On Monday, Japanese Prime Minister Shigeru Ishiba announced that he will skip attending the NATO summit in the Netherlands this week. He also refrained from either supporting or condemning Trump’s decision to strike Iran’s nuclear facilities over the weekend.
These are just the latest signals of dissonance in recent weeks. When Japanese Foreign Minister Takeshi Iwaya visits Washington later this month for a gathering of the Quad foreign ministers — along with counterparts from India and Australia — the U.S. and Japan will not hold a widely expected two-plus-two meeting of foreign and defense ministers.”
GRAHAM PERRY COMMENTS;-
The U.S. likes to boast of the alleged unity of the “rules-based nations” when it comes to China. But fragmentation is increasingly apparent. Japan, Indonesia, Malaysia, and Thailand are just four countries who are failing to fall in behind the U.S. hoped-for alliance against China. More will follow – India and South Korea – as countries realise that China is not a threat to their security and instead of drawing back from China they increasingly seek stronger links with China.

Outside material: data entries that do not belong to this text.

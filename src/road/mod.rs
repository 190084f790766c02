mod fence;
mod mesh_gen;

pub use fence::*;
pub use mesh_gen::*;

use bevy::prelude::*;

use crate::path::PathPlugin;

/// Plugin for generating road and fence meshes along paths.
///
/// A road is a ribbon with a seven-vertex cross-section extruded through the
/// path's evenly spaced samples. With [`RoadProfile::allow_tilt`] the ribbon
/// banks with the sample normals:
///
/// ```text
///        up (sample normal)
///        │
///   0────1────2────3────4
///   │                   │
///   6───────────────────5
///        │
///        ▼ forward (along the samples)
/// ```
///
/// A [`PathFence`] extrudes the same road with a wall along each edge, see
/// [`FenceProfile`].
///
/// # Usage
///
/// ```ignore
/// use bevy_kart_path::prelude::*;
///
/// fn setup(mut commands: Commands) {
///     let path = commands.spawn(BezierPath::new(Vec3::ZERO)).id();
///
///     commands.spawn(PathRoad {
///         path,
///         profile: RoadProfile::default().with_width(6.0).with_height(0.5),
///         ..default()
///     });
/// }
/// ```
pub struct PathRoadPlugin;

impl Plugin for PathRoadPlugin {
    fn build(&self, app: &mut App) {
        if !app.is_plugin_added::<PathPlugin>() {
            app.add_plugins(PathPlugin);
        }

        app.register_type::<PathRoad>()
            .register_type::<RoadProfile>()
            .register_type::<PathFence>()
            .register_type::<FenceProfile>()
            .add_systems(
                Update,
                (mesh_gen::update_road_meshes, fence::update_fence_meshes),
            );
    }
}

/// Component that defines a road mesh generated along a path.
#[derive(Component, Debug, Clone, Reflect)]
#[reflect(Component)]
pub struct PathRoad {
    /// The path entity to follow.
    pub path: Entity,
    /// Cross-section of the road.
    pub profile: RoadProfile,
    /// Whether to automatically update when the path changes.
    pub auto_update: bool,
}

impl Default for PathRoad {
    fn default() -> Self {
        Self {
            path: Entity::PLACEHOLDER,
            profile: RoadProfile::default(),
            auto_update: true,
        }
    }
}

impl PathRoad {
    /// Create a new road along `path`.
    pub fn new(path: Entity) -> Self {
        Self { path, ..default() }
    }

    /// Set the cross-section.
    pub fn with_profile(mut self, profile: RoadProfile) -> Self {
        self.profile = profile;
        self
    }
}

/// Marker component for the generated road mesh entity.
#[derive(Component, Debug, Clone, Copy)]
pub struct GeneratedRoadMesh {
    /// The PathRoad entity this mesh belongs to.
    pub road: Entity,
}
//! Editable Bézier paths with arc-length resampling and banked normals.

mod arc_length;
mod banking;
mod components;
mod control_points;
mod spline;
mod systems;
mod types;

pub use arc_length::{
    approximate_segment_length, distance_to_segment, estimate_divisions, resample_segment,
    RawSample, DEFAULT_DISTANCE_SAMPLES,
};
pub use components::*;
pub use spline::Spline;
pub use systems::ease_path_normals;
pub use types::*;

use bevy::prelude::*;

/// Plugin that registers path types and eases banked normals every frame.
///
/// This plugin does NOT include editing - use `PathEditorPlugin` for that.
pub struct PathPlugin;

impl Plugin for PathPlugin {
    fn build(&self, app: &mut App) {
        app.register_type::<BezierPath>()
            .register_type::<PathSettings>()
            .register_type::<ControlMode>()
            .register_type::<AxisConstraint>()
            .register_type::<Banking>()
            .register_type::<Spline>()
            .add_systems(Update, systems::ease_path_normals);
    }
}
mod commands;

pub use commands::PathCommand;

use bevy::prelude::*;

use crate::error::PathEditError;
use crate::path::{BezierPath, PathPlugin};

/// Settings for the path editor.
#[derive(Resource, Debug, Clone)]
pub struct EditorSettings {
    /// Whether the editor applies incoming commands.
    pub enabled: bool,
}

impl Default for EditorSettings {
    fn default() -> Self {
        Self { enabled: true }
    }
}

impl EditorSettings {
    /// Toggle the editor on/off.
    pub fn toggle(&mut self) {
        self.enabled = !self.enabled;
    }
}

/// Request to run a [`PathCommand`] on a path entity.
#[derive(Message, Debug, Clone)]
pub struct PathCommandMessage {
    /// The entity with the BezierPath component.
    pub path: Entity,
    /// The edit to apply.
    pub command: PathCommand,
}

/// Message emitted when a command could not be applied.
#[derive(Message, Debug, Clone)]
pub struct PathCommandRejected {
    /// The entity the command targeted.
    pub path: Entity,
    /// The command that was rejected.
    pub command: PathCommand,
    /// Why it was rejected.
    pub reason: PathEditError,
}

/// System that applies queued path commands in arrival order.
pub fn apply_path_commands(
    settings: Res<EditorSettings>,
    mut requests: MessageReader<PathCommandMessage>,
    mut paths: Query<&mut BezierPath>,
    mut rejected: MessageWriter<PathCommandRejected>,
) {
    if !settings.enabled {
        requests.clear();
        return;
    }

    for request in requests.read() {
        let Ok(mut path) = paths.get_mut(request.path) else {
            warn!("path command {:?} targets missing path {}", request.command, request.path);
            continue;
        };

        match request.command.apply(&mut path) {
            Ok(()) if request.command.is_structural() => {
                debug!(
                    "{:?} on {}: {} segments",
                    request.command,
                    request.path,
                    path.number_of_segments()
                );
            }
            Ok(()) => {}
            Err(reason) => {
                warn!("rejected {:?} on {}: {reason}", request.command, request.path);
                rejected.write(PathCommandRejected {
                    path: request.path,
                    command: request.command,
                    reason,
                });
            }
        }
    }
}

/// Plugin that applies [`PathCommandMessage`]s to paths.
///
/// Front ends (input handling, UI, scripting) write commands; this plugin
/// applies them and reports the ones that were rejected.
///
/// # Disabling
/// Use the `EditorSettings` resource to enable/disable the editor:
/// ```ignore
/// fn toggle_editor(mut settings: ResMut<EditorSettings>) {
///     settings.toggle();
/// }
/// ```
pub struct PathEditorPlugin;

impl Plugin for PathEditorPlugin {
    fn build(&self, app: &mut App) {
        if !app.is_plugin_added::<PathPlugin>() {
            app.add_plugins(PathPlugin);
        }

        app.init_resource::<EditorSettings>()
            .add_message::<PathCommandMessage>()
            .add_message::<PathCommandRejected>()
            .add_systems(Update, apply_path_commands.before(crate::path::ease_path_normals));
    }
}
use bevy::prelude::*;

use crate::error::{PathEditError, PathResult};

use super::arc_length::{
    approximate_segment_length, distance_to_segment, resample_segment, DEFAULT_DISTANCE_SAMPLES,
};
use super::spline::Spline;
use super::types::{AxisConstraint, Banking, ControlMode, PathSettings, MIN_SPACING};

/// A piecewise cubic Bézier path with evenly spaced, banked samples.
///
/// The control polygon holds `3N + 1` points for an open path and `3N` for a
/// closed one, where `N` is the number of segments. Every index divisible by
/// three is an anchor; its neighbours are its control points. Each segment
/// owns one [`Spline`] of resampled points that is rebuilt whenever the
/// segment changes.
#[derive(Component, Debug, Clone, Reflect)]
#[reflect(Component, Default)]
pub struct BezierPath {
    points: Vec<Vec3>,
    closed: bool,
    settings: PathSettings,
    splines: Vec<Spline>,
}

/// One sample of the concatenated path output.
#[derive(Debug, Clone, Copy, PartialEq)]
pub struct PathSample {
    /// Sample position.
    pub position: Vec3,
    /// Unit tangent.
    pub direction: Vec3,
    /// Banked normal.
    pub normal: Vec3,
}

impl Default for BezierPath {
    fn default() -> Self {
        Self::new(Vec3::ZERO)
    }
}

Trump is frustrated with Europe over Ukraine and with Israel over the Middle East. Trump’s priority is China and the need to curtail its ever-increasing power and influence and Ukraine and the Middle East are a big irritation for Trump.
Big challenges lie ahead as the tensions between the U.S. and China rise and within this overall setting it is important to maintain a focus on how hitherto pro-U.S. nations are hedging their bets and strengthening their relations with China. Change is underway.